Understanding How System Orchestration Actually Work (By Building One): Part 1

Series Overview

Understanding How System Orchestration Actually Work (By Building One) (Part 2 of 2)

The First phases

I did a little research about system orchestration. By definition, Orchestration is an architectural pattern that controls the flow of data across multiple components in a system. While "automation" handles a single task (like a script installing an app), "orchestration" manages the entire lifecycle and interaction of multiple moving parts.

What is System Orchestration?

Think of it like a conductor in an orchestra. The individual musicians (scripts/automation) know how to play their instruments, but the conductor ensures they all start at the right time, play at the right volume and stop if something goes wrong.

Orchestration involvements depends on the context of use. In the context of a PaaS like Heroku it involves:

Provisioning: Automatically spinning up containers for user code.
Configuration: Environments and secrets
Healing: restarting a process if it crashes
Networking: route custom domain to the correct internal container.

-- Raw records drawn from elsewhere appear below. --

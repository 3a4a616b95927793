//! Variable-length descriptor decoding shared by several VPD pages.
//!
//! Each decoder follows a layered structure:
//! - `layout`: byte offsets, ranges and masks (source of truth)
//! - `reader`: bounds-checked byte access
//! - `parser`: domain-level decoding (no direct byte indexing)
//! - `error`: explicit, actionable errors
//!
//! Decoders are pure and contain no I/O; the page decoders feed them slices
//! of an already fetched response.

pub mod designator;
pub mod transport_id;
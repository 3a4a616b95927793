//! vpdscope core library for SCSI Vital Product Data decoding.
//!
//! This crate implements the decode pipeline used by the CLI: a page fetcher
//! (a capture directory, a single response file or an in-memory map) hands
//! raw INQUIRY responses to the dispatcher, which validates them and runs an
//! ordered chain of page handlers (standard pages, vendor pages, raw hex).
//! Handlers drive the descriptor decoders (layout/reader/parser) and emit
//! structured records; rendering to text is a separate layer. Decoding is
//! byte-oriented and side-effect free; all I/O is isolated in `source`.
//!
//! Invariants:
//! - No decoder reads outside the fetched response; a descriptor that does
//!   not fit aborts only its own page, keeping what was decoded before it.
//! - Per-designator anomalies become diagnostics plus a raw fallback.
//! - Decoding the same response twice yields the same report.
//!
//! # Examples
//! ```no_run
//! use std::path::Path;
//!
//! use vpdscope_core::{DecodeOptions, PageRequest, decode_capture};
//!
//! let requests = [PageRequest::new(0x83)];
//! let report = decode_capture(Path::new("capture/"), &requests, DecodeOptions::default())?;
//! println!("report version: {}", report.report_version);
//! # Ok::<(), Box<dyn std::error::Error>>(())
//! ```

use serde::{Deserialize, Serialize};

/// Appends formatted text to a `String`.
macro_rules! push_fmt {
    ($out:expr, $($arg:tt)*) => {
        $out.push_str(&format!($($arg)*))
    };
}

/// Appends a formatted line to a `String`.
macro_rules! push_line {
    ($out:expr) => {
        $out.push('\n')
    };
    ($out:expr, $($arg:tt)*) => {
        $out.push_str(&format!("{}\n", format_args!($($arg)*)))
    };
}

pub mod codes;
pub mod descriptors;
mod dispatch;
mod hex;
pub mod pages;
pub mod render;
mod session;
mod sink;
mod source;

pub use descriptors::designator::{DesignatorError, DesignatorRecord, ShortIdentifier};
pub use descriptors::transport_id::TransportIdRecord;
pub use dispatch::{
    DecodeError, DecodeOptions, Dispatcher, PageHandler, PageRequest, RawPages, StandardPages, decode_page,
    fetch_vpd_page, finish_page,
};
pub use hex::{compact_hex, hex_dump, hex_string, parse_hex};
pub use pages::{
    AtaInformation, BlockDeviceCharacteristics, BlockLimits, ExtendedInquiry, ModePagePolicy, NetworkAddress,
    PageError, ProtocolSpecific, SupportedPage, VpdPage,
};
pub use session::{SessionError, decode_capture, decode_source};
pub use sink::RecordSink;
pub use source::{CaptureFetcher, FetchError, MemoryFetcher, PageFetcher};

/// Current report schema version.
pub const REPORT_VERSION: u32 = 1;
/// Default timestamp used when the capture has no usable modification time.
pub const DEFAULT_GENERATED_AT: &str = "1970-01-01T00:00:00Z";

/// Decode report for one capture, pages in request order.
///
/// # Examples
/// ```
/// use vpdscope_core::make_stub_report;
///
/// let report = make_stub_report("capture/", 512);
/// assert_eq!(report.report_version, vpdscope_core::REPORT_VERSION);
/// assert!(report.pages.is_empty());
/// ```
#[derive(Debug, Clone, Serialize, Deserialize)]
pub struct Report {
    /// Report schema version (not the binary version).
    pub report_version: u32,
    /// Tool identification metadata.
    pub tool: ToolInfo,
    /// RFC3339 timestamp; the capture's modification time when known.
    pub generated_at: String,

    /// Input capture metadata.
    pub input: InputInfo,

    /// Decoded pages, including the partial output of malformed ones.
    pub pages: Vec<PageReport>,
    /// Pages that could not be decoded completely.
    #[serde(default, skip_serializing_if = "Vec::is_empty")]
    pub failures: Vec<PageFailure>,
}

/// Tool metadata embedded in reports.
///
/// # Examples
/// ```
/// use vpdscope_core::ToolInfo;
///
/// let tool = ToolInfo {
///     name: "vpdscope".to_string(),
///     version: "0.1.0".to_string(),
/// };
/// assert_eq!(tool.name, "vpdscope");
/// ```
#[derive(Debug, Clone, Serialize, Deserialize)]
pub struct ToolInfo {
    /// Tool name (e.g., "vpdscope").
    pub name: String,
    /// Tool version (semver).
    pub version: String,
}

/// Input capture metadata embedded in reports.
///
/// # Examples
/// ```
/// use vpdscope_core::InputInfo;
///
/// let input = InputInfo {
///     path: "capture/".to_string(),
///     bytes: 1024,
/// };
/// assert_eq!(input.bytes, 1024);
/// ```
#[derive(Debug, Clone, Serialize, Deserialize)]
pub struct InputInfo {
    /// Input path as provided to the decoder.
    pub path: String,
    /// Total size of the captured responses in bytes.
    pub bytes: u64,
}

/// Why one requested page is missing from, or incomplete in, the report.
#[derive(Debug, Clone, PartialEq, Eq, Serialize, Deserialize)]
pub struct PageFailure {
    pub page_code: u8,
    #[serde(default, skip_serializing_if = "Option::is_none")]
    pub subvalue: Option<u8>,
    /// `malformed`, `unsupported` or `io`.
    pub kind: String,
    pub message: String,
}

/// Structured output of one page decode.
///
/// # Examples
/// ```
/// use vpdscope_core::{DecodeOptions, MemoryFetcher, PageRequest, Record, decode_page};
///
/// let mut fetcher = MemoryFetcher::new().with_page(0x80, vec![0x00, 0x80, 0x00, 0x04, b'S', b'N', b'4', b'2']);
/// let report = decode_page(&mut fetcher, &PageRequest::new(0x80), DecodeOptions::default())?;
/// assert_eq!(report.acronym.as_deref(), Some("sn"));
/// assert_eq!(report.records, vec![Record::UnitSerialNumber { serial: "SN42".to_string() }]);
/// # Ok::<(), vpdscope_core::DecodeError>(())
/// ```
#[derive(Debug, Clone, PartialEq, Eq, Serialize, Deserialize)]
pub struct PageReport {
    pub page_code: u8,
    #[serde(default, skip_serializing_if = "Option::is_none")]
    pub subvalue: Option<u8>,
    pub title: String,
    /// Page table acronym, when the page is known.
    #[serde(default, skip_serializing_if = "Option::is_none")]
    pub acronym: Option<String>,
    /// Name of the handler that produced the records.
    pub decoder: String,
    pub peripheral_qualifier: u8,
    pub peripheral_device_type: u8,
    pub declared_length: usize,
    /// Response header and body, cut to the declared length.
    #[serde(with = "hex::hex_bytes")]
    pub raw: Vec<u8>,
    pub records: Vec<Record>,
    #[serde(default, skip_serializing_if = "Vec::is_empty")]
    pub diagnostics: Vec<Diagnostic>,
}

/// Non-fatal anomaly found while decoding a page.
#[derive(Debug, Clone, PartialEq, Eq, Serialize, Deserialize)]
pub struct Diagnostic {
    /// Offset the anomaly refers to, relative to the list being decoded.
    #[serde(default, skip_serializing_if = "Option::is_none")]
    pub offset: Option<usize>,
    pub message: String,
}

/// One decoded item, in the order the page yields them.
#[derive(Debug, Clone, PartialEq, Eq, Serialize, Deserialize)]
#[serde(tag = "kind", rename_all = "snake_case")]
pub enum Record {
    /// Heading that groups the records following it.
    Section { title: String },
    Designator(DesignatorRecord),
    ShortId(ShortIdentifier),
    TransportId(TransportIdRecord),
    SupportedPage(SupportedPage),
    UnitSerialNumber { serial: String },
    SoftwareInterfaceId {
        #[serde(with = "hex::hex_bytes")]
        id: Vec<u8>,
    },
    NetworkAddress(NetworkAddress),
    ExtendedInquiry(ExtendedInquiry),
    ModePagePolicy(ModePagePolicy),
    RelativePort { port: u16 },
    ProtocolSpecific(ProtocolSpecific),
    AtaInformation(AtaInformation),
    BlockLimits(BlockLimits),
    SequentialAccessCapabilities { worm: bool },
    BlockDeviceCharacteristics(BlockDeviceCharacteristics),
    ManufacturerSerialNumber { serial: String },
    /// Bytes shown as a hex dump, optionally introduced by a label.
    Hex {
        #[serde(default, skip_serializing_if = "Option::is_none")]
        label: Option<String>,
        #[serde(with = "hex::hex_bytes")]
        bytes: Vec<u8>,
    },
}

impl From<DesignatorRecord> for Record {
    fn from(record: DesignatorRecord) -> Self {
        Record::Designator(record)
    }
}

impl From<ShortIdentifier> for Record {
    fn from(id: ShortIdentifier) -> Self {
        Record::ShortId(id)
    }
}

impl From<TransportIdRecord> for Record {
    fn from(record: TransportIdRecord) -> Self {
        Record::TransportId(record)
    }
}

/// Build an empty report with tool and input metadata.
///
/// # Examples
/// ```
/// use vpdscope_core::make_stub_report;
///
/// let report = make_stub_report("vpd_83.bin", 64);
/// assert_eq!(report.input.bytes, 64);
/// assert_eq!(report.generated_at, vpdscope_core::DEFAULT_GENERATED_AT);
/// ```
pub fn make_stub_report(input_path: &str, input_bytes: u64) -> Report {
    Report {
        report_version: REPORT_VERSION,
        tool: ToolInfo {
            name: "vpdscope".to_string(),
            version: env!("CARGO_PKG_VERSION").to_string(),
        },
        generated_at: DEFAULT_GENERATED_AT.to_string(),
        input: InputInfo {
            path: input_path.to_string(),
            bytes: input_bytes,
        },
        pages: Vec::new(),
        failures: Vec::new(),
    }
}

#[cfg(test)]
mod tests {
    use super::*;
    use crate::codes::{Association, CodeSet, DesignatorType, ProtocolId};
    use crate::descriptors::designator::Designator;

    #[test]
    fn push_macros_append_to_string() {
        let mut out = String::from("a");
        let port = 7;
        push_fmt!(out, "{}-", 0x1);
        push_line!(out, "port {port:#x}");
        push_line!(out);
        assert_eq!(out, "a1-port 0x7\n\n");
    }

    #[test]
    fn stub_report_serializes_without_failures() {
        let report = make_stub_report("capture/", 0);
        let json = serde_json::to_value(&report).unwrap();
        assert_eq!(json["tool"]["name"], "vpdscope");
        assert!(json.get("failures").is_none());
        assert_eq!(json["pages"], serde_json::json!([]));
    }

    #[test]
    fn records_are_tagged_by_kind() {
        let record = Record::Designator(DesignatorRecord {
            offset: 0,
            association: Association::TargetPort,
            designator_type: DesignatorType::RelativeTargetPort,
            code_set: CodeSet::Binary,
            transport: Some(ProtocolId::Sas),
            designator: Designator::RelativeTargetPort { port: 2 },
        });
        let json = serde_json::to_value(&record).unwrap();
        assert_eq!(json["kind"], "designator");
        assert_eq!(json["association"], "target_port");
        assert_eq!(json["designator"]["type"], "relative_target_port");
        assert_eq!(json["designator"]["port"], 2);

        let back: Record = serde_json::from_value(json).unwrap();
        assert_eq!(back, record);
    }

    #[test]
    fn hex_record_omits_missing_label() {
        let record = Record::Hex {
            label: None,
            bytes: vec![0xde, 0xad],
        };
        let json = serde_json::to_value(&record).unwrap();
        assert_eq!(json, serde_json::json!({"kind": "hex", "bytes": "dead"}));
    }

    #[test]
    fn diagnostics_skip_absent_offset() {
        let diagnostic = Diagnostic {
            offset: None,
            message: "peripheral device type differs".to_string(),
        };
        let json = serde_json::to_string(&diagnostic).unwrap();
        assert_eq!(json, r#"{"message":"peripheral device type differs"}"#);
    }
}
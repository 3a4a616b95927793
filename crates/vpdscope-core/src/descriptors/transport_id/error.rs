use thiserror::Error;

#[derive(Debug, Clone, PartialEq, Eq, Error)]
pub enum TransportIdError {
    #[error("transport id too short: need {needed} bytes, got {actual}")]
    TooShort { needed: usize, actual: usize },
}
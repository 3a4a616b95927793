use std::fs;
use std::path::{Path, PathBuf};

use super::{FetchError, PageFetcher, honour_alloc_len};

/// Captured VPD responses on disk.
///
/// A directory holds one raw response per page, named `vpd_XX.bin` with the
/// page code in lower-case hex. A single file answers every request.
#[derive(Debug)]
pub struct CaptureFetcher {
    inner: Capture,
}

#[derive(Debug)]
enum Capture {
    Directory(PathBuf),
    SingleFile(Vec<u8>),
}

impl CaptureFetcher {
    pub fn open(path: &Path) -> Result<Self, FetchError> {
        let inner = if fs::metadata(path)?.is_dir() {
            Capture::Directory(path.to_path_buf())
        } else {
            Capture::SingleFile(fs::read(path)?)
        };
        Ok(Self { inner })
    }

    /// File name of the response for `page_code` inside a capture directory.
    pub fn page_file_name(page_code: u8) -> String {
        format!("vpd_{page_code:02x}.bin")
    }

    /// Total size of the captured responses.
    pub fn total_bytes(&self) -> std::io::Result<u64> {
        match &self.inner {
            Capture::SingleFile(bytes) => Ok(bytes.len() as u64),
            Capture::Directory(dir) => {
                let mut total = 0;
                for entry in fs::read_dir(dir)? {
                    let entry = entry?;
                    let name = entry.file_name();
                    let is_page = name
                        .to_str()
                        .is_some_and(|name| name.starts_with("vpd_") && name.ends_with(".bin"));
                    if is_page {
                        total += entry.metadata()?.len();
                    }
                }
                Ok(total)
            }
        }
    }
}

impl PageFetcher for CaptureFetcher {
    fn fetch_page(&mut self, page_code: u8, alloc_len: u16) -> Result<Vec<u8>, FetchError> {
        let response = match &self.inner {
            Capture::SingleFile(bytes) => bytes.clone(),
            Capture::Directory(dir) => {
                let path = dir.join(Self::page_file_name(page_code));
                tracing::debug!(path = %path.display(), alloc_len, "reading captured response");
                fs::read(&path).map_err(|err| {
                    if err.kind() == std::io::ErrorKind::NotFound {
                        FetchError::missing_page(page_code)
                    } else {
                        FetchError::Io(err)
                    }
                })?
            }
        };
        Ok(honour_alloc_len(response, alloc_len))
    }
}

#[cfg(test)]
mod tests {
    use super::*;

    #[test]
    fn page_file_names_use_lower_case_hex() {
        assert_eq!(CaptureFetcher::page_file_name(0xb0), "vpd_b0.bin");
        assert_eq!(CaptureFetcher::page_file_name(0x00), "vpd_00.bin");
    }

    #[test]
    fn missing_capture_path_is_io_error() {
        let err = CaptureFetcher::open(Path::new("/nonexistent/vpdscope/capture")).unwrap_err();
        let FetchError::Io(err) = err;
        assert_eq!(err.kind(), std::io::ErrorKind::NotFound);
    }
}
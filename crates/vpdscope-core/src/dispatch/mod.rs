//! Page dispatch: two-phase fetch, then an ordered chain of page handlers.
//!
//! Phase one fetches the page at its default allocation length, checks the
//! echoed page code and re-fetches when the declared length did not fit.
//! Phase two hands the validated [`VpdPage`] to each handler in turn; a
//! handler answers [`DecodeError::Unsupported`] to pass the page on. The
//! raw-hex handler ends every chain and never declines.

mod handlers;

use thiserror::Error;

pub use handlers::{RawPages, StandardPages, finish_page};

use crate::pages::{self, PageError, ResponseHeader, VpdPage};
use crate::source::{FetchError, PageFetcher};
use crate::{Diagnostic, PageReport};

/// One page to decode.
#[derive(Debug, Clone, Copy, PartialEq, Eq)]
pub struct PageRequest {
    pub page_code: u8,
    /// Association mask for device identification, otherwise page specific.
    pub subvalue: Option<u8>,
    /// Device type the caller expects; the response header decides.
    pub pdt_hint: Option<u8>,
}

impl PageRequest {
    pub fn new(page_code: u8) -> Self {
        Self {
            page_code,
            subvalue: None,
            pdt_hint: None,
        }
    }

    pub fn with_subvalue(mut self, subvalue: u8) -> Self {
        self.subvalue = Some(subvalue);
        self
    }

    pub fn with_pdt_hint(mut self, pdt: u8) -> Self {
        self.pdt_hint = Some(pdt);
        self
    }
}

/// Options that change what the decoders emit (rendering has its own).
#[derive(Debug, Clone, Copy, Default, PartialEq, Eq)]
pub struct DecodeOptions {
    /// List designators in abridged form.
    pub quiet: bool,
}

/// Why a page produced no complete report.
#[derive(Debug, Error)]
pub enum DecodeError {
    /// Structural fault; `partial` keeps what was decoded before it.
    #[error("VPD page 0x{page_code:02x}: {source}")]
    Malformed {
        page_code: u8,
        source: PageError,
        partial: Option<Box<PageReport>>,
    },
    /// The handler has no decoder for this page; the next one may.
    #[error("VPD page 0x{page_code:02x} not decoded by {handler}")]
    Unsupported { page_code: u8, handler: &'static str },
    #[error("fetch failed: {0}")]
    Io(#[from] FetchError),
}

impl DecodeError {
    /// Short label used in reports: `malformed`, `unsupported` or `io`.
    pub fn kind(&self) -> &'static str {
        match self {
            DecodeError::Malformed { .. } => "malformed",
            DecodeError::Unsupported { .. } => "unsupported",
            DecodeError::Io(_) => "io",
        }
    }

    /// Report holding the output decoded before a malformed page aborted.
    pub fn partial(&self) -> Option<&PageReport> {
        match self {
            DecodeError::Malformed { partial, .. } => partial.as_deref(),
            _ => None,
        }
    }

    fn malformed(page_code: u8, source: PageError) -> Self {
        DecodeError::Malformed {
            page_code,
            source,
            partial: None,
        }
    }
}

/// A page decoder in the dispatch chain.
pub trait PageHandler: Send + Sync {
    fn name(&self) -> &'static str;

    /// Decodes `page`, or returns [`DecodeError::Unsupported`] to pass it on.
    fn decode(
        &self,
        page: &VpdPage,
        request: &PageRequest,
        options: DecodeOptions,
    ) -> Result<PageReport, DecodeError>;
}

/// Fetches one page, re-fetching once when the declared length did not fit.
pub fn fetch_vpd_page<F>(fetcher: &mut F, page_code: u8) -> Result<VpdPage, DecodeError>
where
    F: PageFetcher + ?Sized,
{
    let alloc_len = pages::default_alloc_len(page_code);
    let mut response = fetcher.fetch_page(page_code, alloc_len)?;
    let header = ResponseHeader::parse(&response).map_err(|e| DecodeError::malformed(page_code, e))?;
    header
        .check_echo(page_code, &response)
        .map_err(|e| DecodeError::malformed(page_code, e))?;

    let total = header.total_len();
    if total > pages::MAX_RESPONSE_LEN {
        return Err(DecodeError::malformed(
            page_code,
            PageError::TooLong {
                length: total,
                max: pages::MAX_RESPONSE_LEN,
            },
        ));
    }
    if total > usize::from(alloc_len) {
        let enlarged = u16::try_from(total).map_err(|_| {
            DecodeError::malformed(
                page_code,
                PageError::TooLong {
                    length: total,
                    max: pages::MAX_RESPONSE_LEN,
                },
            )
        })?;
        tracing::debug!(page_code, alloc_len, enlarged, "re-fetching VPD page with larger allocation");
        response = fetcher.fetch_page(page_code, enlarged)?;
    }
    VpdPage::from_response(page_code, response).map_err(|e| DecodeError::malformed(page_code, e))
}

/// Ordered handler chain: standard pages, vendor pages, raw hex.
pub struct Dispatcher {
    handlers: Vec<Box<dyn PageHandler>>,
}

impl Default for Dispatcher {
    fn default() -> Self {
        Self::new()
    }
}

impl Dispatcher {
    pub fn new() -> Self {
        Self {
            handlers: vec![Box::new(StandardPages), Box::new(RawPages)],
        }
    }

    /// Adds a handler tried after the standard pages and earlier vendor
    /// handlers, before the raw-hex fallback.
    pub fn with_vendor_handler(mut self, handler: impl PageHandler + 'static) -> Self {
        let at = self.handlers.len().saturating_sub(1);
        self.handlers.insert(at, Box::new(handler));
        self
    }

    /// Handler names in the order they are tried.
    pub fn handler_names(&self) -> Vec<&'static str> {
        self.handlers.iter().map(|h| h.name()).collect()
    }

    pub fn decode_page<F>(
        &self,
        fetcher: &mut F,
        request: &PageRequest,
        options: DecodeOptions,
    ) -> Result<PageReport, DecodeError>
    where
        F: PageFetcher + ?Sized,
    {
        let page = fetch_vpd_page(fetcher, request.page_code)?;
        self.decode_fetched(&page, request, options)
    }

    /// Runs the chain over an already fetched page.
    pub fn decode_fetched(
        &self,
        page: &VpdPage,
        request: &PageRequest,
        options: DecodeOptions,
    ) -> Result<PageReport, DecodeError> {
        let hint = hint_mismatch(page, request);
        for handler in &self.handlers {
            match handler.decode(page, request, options) {
                Err(DecodeError::Unsupported { handler: name, .. }) => {
                    tracing::debug!(page_code = page.page_code(), handler = name, "handler declined page");
                }
                Ok(mut report) => {
                    tracing::debug!(page_code = page.page_code(), handler = handler.name(), "page decoded");
                    prepend(&mut report, hint);
                    return Ok(report);
                }
                Err(DecodeError::Malformed {
                    page_code,
                    source,
                    mut partial,
                }) => {
                    if let Some(report) = partial.as_deref_mut() {
                        prepend(report, hint);
                    }
                    return Err(DecodeError::Malformed {
                        page_code,
                        source,
                        partial,
                    });
                }
                Err(other) => return Err(other),
            }
        }
        Err(DecodeError::Unsupported {
            page_code: page.page_code(),
            handler: "dispatcher",
        })
    }
}

/// Decodes one page with the default handler chain.
pub fn decode_page<F>(fetcher: &mut F, request: &PageRequest, options: DecodeOptions) -> Result<PageReport, DecodeError>
where
    F: PageFetcher + ?Sized,
{
    Dispatcher::new().decode_page(fetcher, request, options)
}

fn hint_mismatch(page: &VpdPage, request: &PageRequest) -> Option<Diagnostic> {
    let hint = request.pdt_hint?;
    let pdt = page.peripheral_device_type();
    if hint == pdt {
        return None;
    }
    let message = format!("pdt hint 0x{hint:x} differs from response pdt 0x{pdt:x}; decoding with 0x{pdt:x}");
    tracing::warn!(page_code = page.page_code(), "{message}");
    Some(Diagnostic { offset: None, message })
}

fn prepend(report: &mut PageReport, diagnostic: Option<Diagnostic>) {
    if let Some(diagnostic) = diagnostic {
        report.diagnostics.insert(0, diagnostic);
    }
}

#[cfg(test)]
mod tests {
    use super::*;
    use crate::source::MemoryFetcher;
    use crate::{Record, RecordSink};

    struct VendorSerial;

    impl PageHandler for VendorSerial {
        fn name(&self) -> &'static str {
            "vendor-c0"
        }

        fn decode(
            &self,
            page: &VpdPage,
            request: &PageRequest,
            _options: DecodeOptions,
        ) -> Result<PageReport, DecodeError> {
            if page.page_code() != 0xc0 {
                return Err(DecodeError::Unsupported {
                    page_code: page.page_code(),
                    handler: self.name(),
                });
            }
            let mut sink = RecordSink::new();
            sink.push(Record::UnitSerialNumber {
                serial: String::from_utf8_lossy(page.body()).into_owned(),
            });
            finish_page(page, request, self.name(), "Vendor serial".to_string(), sink, Ok(()))
        }
    }

    fn response(pdt: u8, code: u8, body: &[u8]) -> Vec<u8> {
        let mut out = vec![pdt, code];
        out.extend_from_slice(&(body.len() as u16).to_be_bytes());
        out.extend_from_slice(body);
        out
    }

    #[test]
    fn long_page_is_fetched_twice() {
        let body = vec![0x41; 300];
        let mut fetcher = MemoryFetcher::new().with_page(0x80, response(0, 0x80, &body));
        let page = fetch_vpd_page(&mut fetcher, 0x80).unwrap();
        assert_eq!(page.body().len(), 300);
        assert_eq!(fetcher.requests(), &[(0x80, 252), (0x80, 304)]);
    }

    #[test]
    fn short_page_is_fetched_once() {
        let mut fetcher = MemoryFetcher::new().with_page(0x80, response(0, 0x80, b"X1"));
        fetch_vpd_page(&mut fetcher, 0x80).unwrap();
        assert_eq!(fetcher.requests(), &[(0x80, 252)]);
    }

    #[test]
    fn oversized_declaration_is_malformed_without_refetch() {
        let mut fetcher = MemoryFetcher::new().with_page(0x83, vec![0, 0x83, 0xff, 0xff]);
        let err = fetch_vpd_page(&mut fetcher, 0x83).unwrap_err();
        assert!(matches!(
            err,
            DecodeError::Malformed {
                source: PageError::TooLong { .. },
                ..
            }
        ));
        assert_eq!(fetcher.requests().len(), 1);
    }

    #[test]
    fn unknown_page_falls_through_to_raw() {
        let mut fetcher = MemoryFetcher::new().with_page(0xc1, response(0, 0xc1, &[1, 2, 3]));
        let report = decode_page(&mut fetcher, &PageRequest::new(0xc1), DecodeOptions::default()).unwrap();
        assert_eq!(report.decoder, "raw");
        assert_eq!(report.title, "VPD page code=0xc1");
    }

    #[test]
    fn vendor_handler_runs_before_raw() {
        let dispatcher = Dispatcher::new().with_vendor_handler(VendorSerial);
        assert_eq!(dispatcher.handler_names(), vec!["standard", "vendor-c0", "raw"]);
        let mut fetcher = MemoryFetcher::new().with_page(0xc0, response(0, 0xc0, b"V1"));
        let report = dispatcher
            .decode_page(&mut fetcher, &PageRequest::new(0xc0), DecodeOptions::default())
            .unwrap();
        assert_eq!(report.decoder, "vendor-c0");
        assert_eq!(
            report.records,
            vec![Record::UnitSerialNumber {
                serial: "V1".to_string()
            }]
        );
    }

    #[test]
    fn pdt_hint_mismatch_is_a_diagnostic() {
        let mut fetcher = MemoryFetcher::new().with_page(0xb0, response(0x01, 0xb0, &[0x01, 0, 0, 0]));
        let request = PageRequest::new(0xb0).with_pdt_hint(0x00);
        let report = decode_page(&mut fetcher, &request, DecodeOptions::default()).unwrap();
        assert_eq!(report.records, vec![Record::SequentialAccessCapabilities { worm: true }]);
        assert_eq!(report.diagnostics.len(), 1);
        assert!(report.diagnostics[0].message.contains("pdt hint 0x0"));
    }

    #[test]
    fn missing_page_passes_io_error_through() {
        let mut fetcher = MemoryFetcher::new();
        let err = decode_page(&mut fetcher, &PageRequest::new(0x80), DecodeOptions::default()).unwrap_err();
        assert_eq!(err.kind(), "io");
    }
}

In this first phase, we are going to build a Task Orchestrator. This is the most basic form of orchestration: taking a set of instructions and executing them in a specific order.

The Goal

Our goal for Part 1 is to create a program that can:

Accepts a list of task (could be via configuration files like YAML or JSON)
Execute these steps sequentially.
Capture and log the output of each step.

Why start here?

Before we can get into complex distributed systems, we need to understand how to manage a single process. If we can't reliably run a build script on one machine, we certainly can't manage hundreds of them across a cluster. In the context of a PaaS (Platform as a Service), the task orchestrator is the "brain" that decides what runs, where it should live, and how to ensure it stays alive.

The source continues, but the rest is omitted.